Nonequilibrium Thermodynamics and Nonlinear Kinetics in a Cellular Signaling Switch

We develop a rigorous nonequilibrium thermodynamics for an open system of nonlinear biochemical reactions responsible for cell signal processing. We show that the quality of the biological switch consisting of a phosphorylation-dephosphorylation cycle, such as those in protein kinase cascade, is controlled by the available intracellular free energy from the adenosine triphosphate (ATP) hydrolysis in vivo: $\Delta G=k_{B}T\ln ([\mathrm{A}\mathrm{T}\mathrm{P}]/K_{\mathrm{e}\mathrm{q}}[\mathrm{A}\mathrm{D}\mathrm{P}])$, where $K_{\mathrm{e}\mathrm{q}}$ is the equilibrium constant. The model reveals the correlation between the performance of the switch and the level of $\Delta G$. The result demonstrates the importance of nonequilibrium thermodynamics in analyzing biological information processing, provides its energetic cost, establishes an interplay between signal transduction and energy metabolism in cells, and suggests a biological function for phosphoenergetics in the ubiquitous phosphorylation signaling.

Figure 1

The kinetic scheme for a typical PdPC in cell signaling. $A$ is a signaling molecule in its inactive form; $A^{*}$ is the phosphorylated, active form. Several pathways exist between $A$ and $A^{*}$. Pathway I involves a biologically specific kinase for the phosphorylation, i.e., $A+\mathrm{A}\mathrm{T}\mathrm{P}\rightleftharpoons A^{*}+\mathrm{A}\mathrm{D}\mathrm{P}$; pathway II is the dephosphorylation due to a specific phosphatase: $A^{*}\rightleftharpoons A+\mathrm{P}\mathrm{i}$. Hence II is not the reverse reaction of I; they are different biochemical reactions. Pathway 0 represents all the background, nonspecific kinases, and phosphatases. As a signaling module, the kinase acts as a stimulus ($S$) and the phosphatase acts as an inhibitor ($I$) for the PdPC. The dashed line represents a positive feedback from $A^{*}$ to the kinase activity [7].

Figure 2

The steady state of the kinetics in Fig. 1 as a function of phosphorylation potential $\Delta G=k_{B}T\ln \gamma$, stimulus strength $[S]$, and inhibitor strength $[I]$. All computations are done with the parameter set $a=10$, which sets the scale for the unit for all concentrations. $\sigma =0.01$, $k_{-1}=10$, ${\tilde{k}}_{-2}=0.1$, $k_{-3}=1$. (a),(b) $[S]=10$. (c) $[I]=1.0$. (a) For $\gamma =1$, no matter what are the positive $[S]$ and $[I]$, there is only one stable steady state: $[A^{*}{]}_{\mathrm{s}\mathrm{s}}=\sigma a/(1+\sigma )$ as expected for a simple chemical equilibrium.

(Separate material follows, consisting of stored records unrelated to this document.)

//! SDK for the payment processor API consumed by payflow.
//!
//! * [`objects`] — request/response bodies for invoices, transfers, events,
//!   public keys and webhook subscriptions.
//! * [`signature`] — ECDSA (secp256k1 / SHA-256) signing and verification
//!   used for request authentication and the `Digital-Signature` header.
//! * `client` (feature `client`) — a typed HTTP client.

#![deny(clippy::unwrap_used)]
#![deny(clippy::expect_used)]
#![forbid(unsafe_code)]

#[cfg(feature = "client")]
pub mod client;
pub mod objects;
pub mod signature;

The unphysical negative $[I]$ region is shown to illustrate that the closed system $(\gamma =1)$ is structurally unstable mathematically. When $\gamma >1$, multiple steady states appear. For example, in (b) when $[S]=10$ and $\gamma >100$, there are either one steady state, or three steady states. (d) shows the parameter region in which there are three steady states, which represents the hysteresis.

Figure 3

The fault safety factor as a function of the available cellular energy $\Delta G$, computed under the same condition as in Fig. 2. The minimal $\Delta G$ for the switching behavior under this set of conditions is $2\mathrm{k}\mathrm{c}\mathrm{a}\mathrm{l}/\mathrm{m}\mathrm{o}\mathrm{l}$. The fault safety factor, defined as the fractional fluctuations in $[S]$ or $[I]$ the system can tolerate when near the threshold, increases with the energy supply.